- [Brief]: Give back an exact copy of the lines below, from the first through the line with "use std::sync::Arc;"; please stop there.
+++
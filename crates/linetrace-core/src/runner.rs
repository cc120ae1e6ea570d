//! Background pipeline jobs
//!
//! The batch job is blocking work. [`PipelineRunner`] moves it onto tokio's blocking
//! pool and streams progress back over a channel, so an async caller can keep
//! rendering while a dataset is processed.

use std::path::PathBuf;
use std::sync::Arc;

use tokio::sync::mpsc;
use tokio::task::JoinHandle;
use tracing::{error, info};

use crate::config::PipelineConfig;
use crate::error::{PipelineError, Result};
use crate::pipeline::{run_pipeline, PipelineSummary};
use crate::progress::ProgressSink;

/// One progress update from a running job
#[derive(Debug, Clone, PartialEq)]
pub struct ProgressUpdate {
    /// Step description
    pub message: String,
    /// Completion in [0, 1]
    pub fraction: f64,
}

struct ChannelProgress(mpsc::UnboundedSender<ProgressUpdate>);

impl ProgressSink for ChannelProgress {
    fn report(&self, message: &str, fraction: f64) {
        // receiver gone means nobody is listening any more
        let _ = self.0.send(ProgressUpdate {
            message: message.to_string(),
            fraction,
        });
    }
}

/// Handle to a running pipeline job
pub struct PipelineJob {
    handle: JoinHandle<Result<PipelineSummary>>,
    progress: mpsc::UnboundedReceiver<ProgressUpdate>,
}

impl PipelineJob {
    /// Next progress update; `None` once the job has stopped reporting
    pub async fn next_progress(&mut self) -> Option<ProgressUpdate> {
        self.progress.recv().await
    }

    /// True when the worker has finished
    pub fn is_finished(&self) -> bool {
        self.handle.is_finished()
    }

    /// Wait for the job to finish
    pub async fn wait(self) -> Result<PipelineSummary> {
        match self.handle.await {
            Ok(result) => result,
            Err(e) => Err(PipelineError::Job(format!("Processing failed: {e}"))),
        }
    }
}

/// Spawns pipeline jobs on the blocking pool
#[derive(Debug, Clone, Default)]
pub struct PipelineRunner {
    config: Arc<PipelineConfig>,
}

impl PipelineRunner {
    /// Create a runner that processes with `config`
    pub fn new(config: PipelineConfig) -> Self {
        Self {
            config: Arc::new(config),
        }
    }

    /// Configuration used for every job
    pub fn config(&self) -> &PipelineConfig {
        &self.config
    }

    /// Start processing `input` into `output`. Must be called inside a tokio runtime.
    pub fn spawn(&self, input: PathBuf, output: PathBuf) -> PipelineJob {
        let (tx, rx) = mpsc::unbounded_channel();
        let config = Arc::clone(&self.config);
        let handle = tokio::task::spawn_blocking(move || {
            info!("Processing {} -> {}", input.display(), output.display());
            let sink = ChannelProgress(tx);
            let result = run_pipeline(&input, &output, &config, &sink);
            if let Err(e) = &result {
                error!("Processing failed: {}", e);
            }
            result
        });
        PipelineJob {
            handle,
            progress: rx,
        }
    }

    /// Process and wait, collecting every progress update
    pub async fn run(
        &self,
        input: PathBuf,
        output: PathBuf,
    ) -> (Result<PipelineSummary>, Vec<ProgressUpdate>) {
        let mut job = self.spawn(input, output);
        let mut updates = Vec::new();
        while let Some(update) = job.next_progress().await {
            updates.push(update);
        }
        (job.wait().await, updates)
    }
}

#[cfg(test)]
mod tests {
    use super::*;

    #[tokio::test]
    async fn test_missing_input_fails_in_worker() {
        let dir = tempfile::tempdir().unwrap();
        let runner = PipelineRunner::default();
        let (result, updates) = runner
            .run(dir.path().join("missing.csv"), dir.path().join("out"))
            .await;

        match result {
            Err(PipelineError::Validation(msg)) => assert!(msg.starts_with("File not found")),
            other => panic!("unexpected result: {other:?}"),
        }
        assert!(updates.is_empty());
    }
}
+++
- [Output of the task]:
filename crates/linetrace-core/src/runner.rs
repository cc120ae1e6ea570d
//! Background pipeline jobs
//!
//! The batch job is blocking work. [`PipelineRunner`] moves it onto tokio's blocking
//! pool and streams progress back over a channel, so an async caller can keep
//! rendering while a dataset is processed.

use std::path::PathBuf;
use std::sync::Arc;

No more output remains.